=== Section Start ===

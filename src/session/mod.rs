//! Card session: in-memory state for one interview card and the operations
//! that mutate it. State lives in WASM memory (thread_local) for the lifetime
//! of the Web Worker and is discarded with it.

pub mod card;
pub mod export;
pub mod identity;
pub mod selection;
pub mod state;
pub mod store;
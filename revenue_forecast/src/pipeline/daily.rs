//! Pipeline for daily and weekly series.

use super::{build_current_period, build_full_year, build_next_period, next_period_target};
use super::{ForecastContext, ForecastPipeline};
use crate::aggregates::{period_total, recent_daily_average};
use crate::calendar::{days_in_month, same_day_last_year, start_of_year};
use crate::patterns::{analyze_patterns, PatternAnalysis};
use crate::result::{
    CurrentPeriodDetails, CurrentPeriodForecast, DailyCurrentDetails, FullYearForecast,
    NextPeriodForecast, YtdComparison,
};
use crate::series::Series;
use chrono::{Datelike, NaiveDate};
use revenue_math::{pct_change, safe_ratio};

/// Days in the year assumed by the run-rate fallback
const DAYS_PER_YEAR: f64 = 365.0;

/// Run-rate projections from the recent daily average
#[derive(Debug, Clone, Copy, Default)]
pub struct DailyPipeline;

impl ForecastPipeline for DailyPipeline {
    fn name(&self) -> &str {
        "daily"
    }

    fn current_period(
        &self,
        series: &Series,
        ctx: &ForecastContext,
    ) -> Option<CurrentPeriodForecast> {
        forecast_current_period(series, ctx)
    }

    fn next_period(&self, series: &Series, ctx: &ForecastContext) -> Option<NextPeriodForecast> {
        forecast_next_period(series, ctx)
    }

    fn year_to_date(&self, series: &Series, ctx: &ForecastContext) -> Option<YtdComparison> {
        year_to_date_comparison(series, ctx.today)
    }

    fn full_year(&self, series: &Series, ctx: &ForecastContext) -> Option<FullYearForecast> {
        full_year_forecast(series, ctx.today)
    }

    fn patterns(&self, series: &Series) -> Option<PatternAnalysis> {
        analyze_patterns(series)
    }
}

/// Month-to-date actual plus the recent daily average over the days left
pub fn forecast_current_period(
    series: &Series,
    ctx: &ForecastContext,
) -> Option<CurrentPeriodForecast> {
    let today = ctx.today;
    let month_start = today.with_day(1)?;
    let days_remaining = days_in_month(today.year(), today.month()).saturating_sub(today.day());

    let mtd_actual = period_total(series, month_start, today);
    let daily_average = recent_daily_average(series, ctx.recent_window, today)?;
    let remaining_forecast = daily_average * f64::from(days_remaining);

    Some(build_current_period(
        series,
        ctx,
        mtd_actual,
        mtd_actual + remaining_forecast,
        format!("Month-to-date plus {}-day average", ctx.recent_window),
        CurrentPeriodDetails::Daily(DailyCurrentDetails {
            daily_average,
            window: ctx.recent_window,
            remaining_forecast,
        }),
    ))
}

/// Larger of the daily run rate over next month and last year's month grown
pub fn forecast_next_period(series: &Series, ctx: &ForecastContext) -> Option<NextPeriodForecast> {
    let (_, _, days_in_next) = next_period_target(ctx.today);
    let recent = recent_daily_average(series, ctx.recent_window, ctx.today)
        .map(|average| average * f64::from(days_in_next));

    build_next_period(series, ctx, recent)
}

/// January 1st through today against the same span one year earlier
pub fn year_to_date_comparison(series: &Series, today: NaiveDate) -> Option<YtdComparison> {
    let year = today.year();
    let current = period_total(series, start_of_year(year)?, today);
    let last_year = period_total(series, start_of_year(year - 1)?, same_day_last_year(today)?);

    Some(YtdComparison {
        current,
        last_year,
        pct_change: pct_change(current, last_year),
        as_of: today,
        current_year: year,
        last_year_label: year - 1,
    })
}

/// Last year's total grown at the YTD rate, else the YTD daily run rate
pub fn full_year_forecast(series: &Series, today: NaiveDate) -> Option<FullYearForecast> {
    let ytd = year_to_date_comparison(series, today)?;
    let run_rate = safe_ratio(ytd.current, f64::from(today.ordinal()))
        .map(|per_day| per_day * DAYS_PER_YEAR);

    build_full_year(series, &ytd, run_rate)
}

=== Section End ===

Nothing should be left out: copy the material exactly.

filename src/session/mod.rs
//! Card session: in-memory state for one interview card and the operations
//! that mutate it. State lives in WASM memory (thread_local) for the lifetime
//! of the Web Worker and is discarded with it.

pub mod card;
pub mod export;
pub mod identity;
pub mod selection;
pub mod state;
pub mod store;
filename revenue_forecast/src/pipeline/daily.rs
//! Pipeline for daily and weekly series.

use super::{build_current_period, build_full_year, build_next_period, next_period_target};
use super::{ForecastContext, ForecastPipeline};
use crate::aggregates::{period_total, recent_daily_average};
use crate::calendar::{days_in_month, same_day_last_year, start_of_year};
use crate::patterns::{analyze_patterns, PatternAnalysis};
use crate::result::{
    CurrentPeriodDetails, CurrentPeriodForecast, DailyCurrentDetails, FullYearForecast,
    NextPeriodForecast, YtdComparison,
};
use crate::series::Series;
use chrono::{Datelike, NaiveDate};
use revenue_math::{pct_change, safe_ratio};

/// Days in the year assumed by the run-rate fallback
const DAYS_PER_YEAR: f64 = 365.0;

/// Run-rate projections from the recent daily average
#[derive(Debug, Clone, Copy, Default)]
pub struct DailyPipeline;

impl ForecastPipeline for DailyPipeline {
    fn name(&self) -> &str {
        "daily"
    }

    fn current_period(
        &self,
        series: &Series,
        ctx: &ForecastContext,
    ) -> Option<CurrentPeriodForecast> {
        forecast_current_period(series, ctx)
    }

    fn next_period(&self, series: &Series, ctx: &ForecastContext) -> Option<NextPeriodForecast> {
        forecast_next_period(series, ctx)
    }

    fn year_to_date(&self, series: &Series, ctx: &ForecastContext) -> Option<YtdComparison> {
        year_to_date_comparison(series, ctx.today)
    }

    fn full_year(&self, series: &Series, ctx: &ForecastContext) -> Option<FullYearForecast> {
        full_year_forecast(series, ctx.today)
    }

    fn patterns(&self, series: &Series) -> Option<PatternAnalysis> {
        analyze_patterns(series)
    }
}

/// Month-to-date actual plus the recent daily average over the days left
pub fn forecast_current_period(
    series: &Series,
    ctx: &ForecastContext,
) -> Option<CurrentPeriodForecast> {
    let today = ctx.today;
    let month_start = today.with_day(1)?;
    let days_remaining = days_in_month(today.year(), today.month()).saturating_sub(today.day());

    let mtd_actual = period_total(series, month_start, today);
    let daily_average = recent_daily_average(series, ctx.recent_window, today)?;
    let remaining_forecast = daily_average * f64::from(days_remaining);

    Some(build_current_period(
        series,
        ctx,
        mtd_actual,
        mtd_actual + remaining_forecast,
        format!("Month-to-date plus {}-day average", ctx.recent_window),
        CurrentPeriodDetails::Daily(DailyCurrentDetails {
            daily_average,
            window: ctx.recent_window,
            remaining_forecast,
        }),
    ))
}

/// Larger of the daily run rate over next month and last year's month grown
pub fn forecast_next_period(series: &Series, ctx: &ForecastContext) -> Option<NextPeriodForecast> {
    let (_, _, days_in_next) = next_period_target(ctx.today);
    let recent = recent_daily_average(series, ctx.recent_window, ctx.today)
        .map(|average| average * f64::from(days_in_next));

    build_next_period(series, ctx, recent)
}

/// January 1st through today against the same span one year earlier
pub fn year_to_date_comparison(series: &Series, today: NaiveDate) -> Option<YtdComparison> {
    let year = today.year();
    let current = period_total(series, start_of_year(year)?, today);
    let last_year = period_total(series, start_of_year(year - 1)?, same_day_last_year(today)?);

    Some(YtdComparison {
        current,
        last_year,
        pct_change: pct_change(current, last_year),
        as_of: today,
        current_year: year,
        last_year_label: year - 1,
    })
}

/// Last year's total grown at the YTD rate, else the YTD daily run rate
pub fn full_year_forecast(series: &Series, today: NaiveDate) -> Option<FullYearForecast> {
    let ytd = year_to_date_comparison(series, today)?;
    let run_rate = safe_ratio(ytd.current, f64::from(today.ordinal()))
        .map(|per_day| per_day * DAYS_PER_YEAR);

    build_full_year(series, &ytd, run_rate)
}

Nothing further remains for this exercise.